Stored data entries
★ ★ ★ ★ ★ ★ ★

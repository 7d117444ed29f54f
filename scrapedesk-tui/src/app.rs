use crossterm::event::{KeyCode, KeyEvent, KeyModifiers};
use scrapedesk_core::detail::CompanyDetailView;
use scrapedesk_core::export::export_to_dir;
use scrapedesk_core::list::CompanyList;
use scrapedesk_core::request::{RefreshCause, StoreRequest, StoreResponse};
use scrapedesk_core::{CoreError, StoreConfig};
use std::path::PathBuf;
use tracing::{debug, info, warn};

const PAGE_SIZE: usize = 10;

#[derive(Debug, Clone, PartialEq, Eq)]
pub struct UiOptions {
    /// Directory `companies.csv` is written to.
    pub export_dir: PathBuf,
}

impl Default for UiOptions {
    fn default() -> Self {
        Self {
            export_dir: PathBuf::from("."),
        }
    }
}

/// Which screen the router is showing.
#[derive(Debug, Clone, PartialEq)]
pub enum Screen {
    List,
    Detail(CompanyDetailView),
}

#[derive(Debug, Clone, Copy, PartialEq, Eq)]
pub enum InputMode {
    Normal,
    Editing,
}

pub struct App {
    config: StoreConfig,
    options: UiOptions,
    pub(crate) list: CompanyList,
    pub(crate) screen: Screen,
    pub(crate) cursor: usize,
    pub(crate) scroll: usize,
    pub(crate) input: String,
    pub(crate) input_cursor: usize,
    pub(crate) mode: InputMode,
    pub(crate) alert: Option<String>,
    pub(crate) status: String,
    pub(crate) in_flight: usize,
    /// Ticket of the newest list refresh applied so far.
    list_ticket: u64,
    should_quit: bool,
}

impl App {
    pub fn new(config: StoreConfig, options: UiOptions) -> Self {
        Self {
            config,
            options,
            list: CompanyList::new(),
            screen: Screen::List,
            cursor: 0,
            scroll: 0,
            input: String::new(),
            input_cursor: 0,
            mode: InputMode::Normal,
            alert: None,
            status: "Loading companies...".to_string(),
            in_flight: 0,
            list_ticket: 0,
            should_quit: false,
        }
    }

    pub fn config(&self) -> &StoreConfig {
        &self.config
    }

    pub fn list(&self) -> &CompanyList {
        &self.list
    }

    pub fn screen(&self) -> &Screen {
        &self.screen
    }

    pub fn mode(&self) -> InputMode {
        self.mode
    }

    pub fn cursor(&self) -> usize {
        self.cursor
    }

    pub fn input(&self) -> &str {
        &self.input
    }

    pub fn alert(&self) -> Option<&str> {
        self.alert.as_deref()
    }

    pub fn status(&self) -> &str {
        &self.status
    }

    pub fn is_busy(&self) -> bool {
        self.in_flight > 0
    }

    pub fn should_quit(&self) -> bool {
        self.should_quit
    }

    /// Requests to issue when the list screen is first shown.
    pub fn startup_requests(&mut self) -> Vec<StoreRequest> {
        let request = self.list_refresh();
        vec![self.issue(request)]
    }

    fn list_refresh(&mut self) -> StoreRequest {
        self.list.refresh_request()
    }

    fn issue(&mut self, request: StoreRequest) -> StoreRequest {
        self.in_flight += 1;
        request
    }

    /// Handle one key press, returning the store requests it triggers.
    pub fn handle_key(&mut self, key: KeyEvent) -> Vec<StoreRequest> {
        if key.code == KeyCode::Char('c') && key.modifiers.contains(KeyModifiers::CONTROL) {
            self.should_quit = true;
            return Vec::new();
        }

        // A pending alert blocks everything until dismissed
        if self.alert.is_some() {
            if matches!(key.code, KeyCode::Enter | KeyCode::Esc | KeyCode::Char(' ')) {
                self.alert = None;
            }
            return Vec::new();
        }

        if self.mode == InputMode::Editing {
            return self.handle_input_key(key);
        }

        match self.screen {
            Screen::List => self.handle_list_key(key),
            Screen::Detail(_) => self.handle_detail_key(key),
        }
    }

    fn handle_input_key(&mut self, key: KeyEvent) -> Vec<StoreRequest> {
        match key.code {
            KeyCode::Char(c) => {
                let at = self.byte_offset(self.input_cursor);
                self.input.insert(at, c);
                self.input_cursor += 1;
            }
            KeyCode::Backspace => {
                if self.input_cursor > 0 {
                    self.input_cursor -= 1;
                    let at = self.byte_offset(self.input_cursor);
                    self.input.remove(at);
                }
            }
            KeyCode::Delete => {
                if self.input_cursor < self.input.chars().count() {
                    let at = self.byte_offset(self.input_cursor);
                    self.input.remove(at);
                }
            }
            KeyCode::Left => {
                self.input_cursor = self.input_cursor.saturating_sub(1);
            }
            KeyCode::Right => {
                self.input_cursor = (self.input_cursor + 1).min(self.input.chars().count());
            }
            KeyCode::Home => {
                self.input_cursor = 0;
            }
            KeyCode::End => {
                self.input_cursor = self.input.chars().count();
            }
            KeyCode::Esc => {
                self.mode = InputMode::Normal;
            }
            KeyCode::Enter => return self.submit_scrape(),
            _ => {}
        }
        Vec::new()
    }

    fn byte_offset(&self, char_index: usize) -> usize {
        self.input
            .char_indices()
            .nth(char_index)
            .map(|(i, _)| i)
            .unwrap_or(self.input.len())
    }

    fn submit_scrape(&mut self) -> Vec<StoreRequest> {
        match self.list.scrape_request(&self.input) {
            Ok(request) => {
                self.mode = InputMode::Normal;
                self.status = format!("Fetching and saving details for {}...", self.input);
                vec![self.issue(request)]
            }
            Err(CoreError::InvalidScrapeUrl(url)) => {
                warn!("Rejected scrape URL '{}'", url);
                self.alert = Some("Please enter a valid URL".to_string());
                Vec::new()
            }
            Err(e) => {
                self.alert = Some(e.to_string());
                Vec::new()
            }
        }
    }

    fn handle_list_key(&mut self, key: KeyEvent) -> Vec<StoreRequest> {
        let len = self.list.len();
        match key.code {
            KeyCode::Char('q') | KeyCode::Esc => {
                self.should_quit = true;
            }
            KeyCode::Up | KeyCode::Char('k') => {
                self.cursor = self.cursor.saturating_sub(1);
            }
            KeyCode::Down | KeyCode::Char('j') => {
                if len > 0 {
                    self.cursor = (self.cursor + 1).min(len - 1);
                }
            }
            KeyCode::PageUp => {
                self.cursor = self.cursor.saturating_sub(PAGE_SIZE);
            }
            KeyCode::PageDown => {
                if len > 0 {
                    self.cursor = (self.cursor + PAGE_SIZE).min(len - 1);
                }
            }
            KeyCode::Home | KeyCode::Char('g') => {
                self.cursor = 0;
            }
            KeyCode::End | KeyCode::Char('G') => {
                self.cursor = len.saturating_sub(1);
            }
            KeyCode::Char(' ') => {
                if let Some(company) = self.list.get(self.cursor) {
                    let id = company.id.clone();
                    self.list.toggle(&id);
                }
            }
            KeyCode::Char('a') => {
                self.list.toggle_all();
            }
            KeyCode::Char('d') => {
                let request = self.list.delete_request();
                if let StoreRequest::Delete { ref ids } = request {
                    self.status = format!("Deleting {} selected companies...", ids.len());
                }
                return vec![self.issue(request)];
            }
            KeyCode::Char('e') => self.export(),
            KeyCode::Char('r') => {
                self.status = "Refreshing...".to_string();
                let request = self.list_refresh();
                return vec![self.issue(request)];
            }
            KeyCode::Char('/') | KeyCode::Char('i') => {
                self.mode = InputMode::Editing;
                self.input_cursor = self.input.chars().count();
            }
            KeyCode::Enter => {
                if let Some(company) = self.list.get(self.cursor) {
                    let id = company.id.clone();
                    info!("Opening company {}", id);
                    self.screen = Screen::Detail(CompanyDetailView::loading(id.clone()));
                    return vec![self.issue(StoreRequest::Fetch { id })];
                }
            }
            _ => {}
        }
        Vec::new()
    }

    fn handle_detail_key(&mut self, key: KeyEvent) -> Vec<StoreRequest> {
        match key.code {
            KeyCode::Char('q') => {
                self.should_quit = true;
            }
            KeyCode::Esc | KeyCode::Backspace | KeyCode::Left | KeyCode::Char('h') => {
                // Back to Home: the list is refetched like a fresh visit
                self.screen = Screen::List;
                let request = self.list_refresh();
                return vec![self.issue(request)];
            }
            KeyCode::Char('r') => {
                if let Screen::Detail(ref mut view) = self.screen {
                    let id = view.id.clone();
                    *view = CompanyDetailView::loading(id.clone());
                    return vec![self.issue(StoreRequest::Fetch { id })];
                }
            }
            KeyCode::Char('/') | KeyCode::Char('i') => {
                self.mode = InputMode::Editing;
                self.input_cursor = self.input.chars().count();
            }
            _ => {}
        }
        Vec::new()
    }

    fn export(&mut self) {
        match export_to_dir(self.list.companies(), &self.options.export_dir) {
            Ok(path) => {
                self.status = format!(
                    "Saved {} companies to {}",
                    self.list.len(),
                    path.display()
                );
            }
            Err(e) => {
                warn!("CSV export failed: {}", e);
                self.status = format!("Error: export failed: {}", e);
            }
        }
    }

    /// Apply a completed store request as the newest one.
    pub fn apply(&mut self, response: StoreResponse) {
        let ticket = self.list_ticket + 1;
        self.apply_ticketed(ticket, response);
    }

    /// Apply a response stamped with the order its request was dispatched
    /// in. A list refresh older than the one on screen is dropped.
    pub fn apply_ticketed(&mut self, ticket: u64, response: StoreResponse) {
        self.in_flight = self.in_flight.saturating_sub(1);

        match response {
            StoreResponse::Refreshed { cause, result } => {
                if ticket < self.list_ticket {
                    debug!(
                        "Dropping refresh #{} (showing #{})",
                        ticket, self.list_ticket
                    );
                    return;
                }
                self.list_ticket = ticket;
                self.status = match (&cause, &result) {
                    (_, Err(e)) => format!("Error: {}", e),
                    (RefreshCause::Requested, Ok(companies)) => {
                        format!("Loaded {} companies", companies.len())
                    }
                    (RefreshCause::Scraped { url }, Ok(_)) => format!("Saved details for {}", url),
                    (RefreshCause::Deleted(summary), Ok(_)) if summary.failed > 0 => format!(
                        "Deleted {} of {} companies ({} failed)",
                        summary.requested - summary.failed,
                        summary.requested,
                        summary.failed
                    ),
                    (RefreshCause::Deleted(summary), Ok(_)) => {
                        format!("Deleted {} companies", summary.requested)
                    }
                };
                self.list.apply_refresh(result);
                self.cursor = self.cursor.min(self.list.len().saturating_sub(1));
            }
            StoreResponse::Fetched { id, result } => {
                if let Screen::Detail(ref mut view) = self.screen {
                    view.apply(&id, result);
                }
            }
            StoreResponse::ScrapeFailed { url, error } => {
                self.status = format!("Error: could not save details for {}: {}", url, error);
            }
        }
    }
}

★ ★ ★ ★ ★ ★ ★

◆ **WORK ITEM**: Out of the preceding entries, pull each line that contains the word "Saved".

◆ **EXPECTED ANSWER**:
                    "Saved {} companies to {}",
                    (RefreshCause::Scraped { url }, Ok(_)) => format!("Saved details for {}", url),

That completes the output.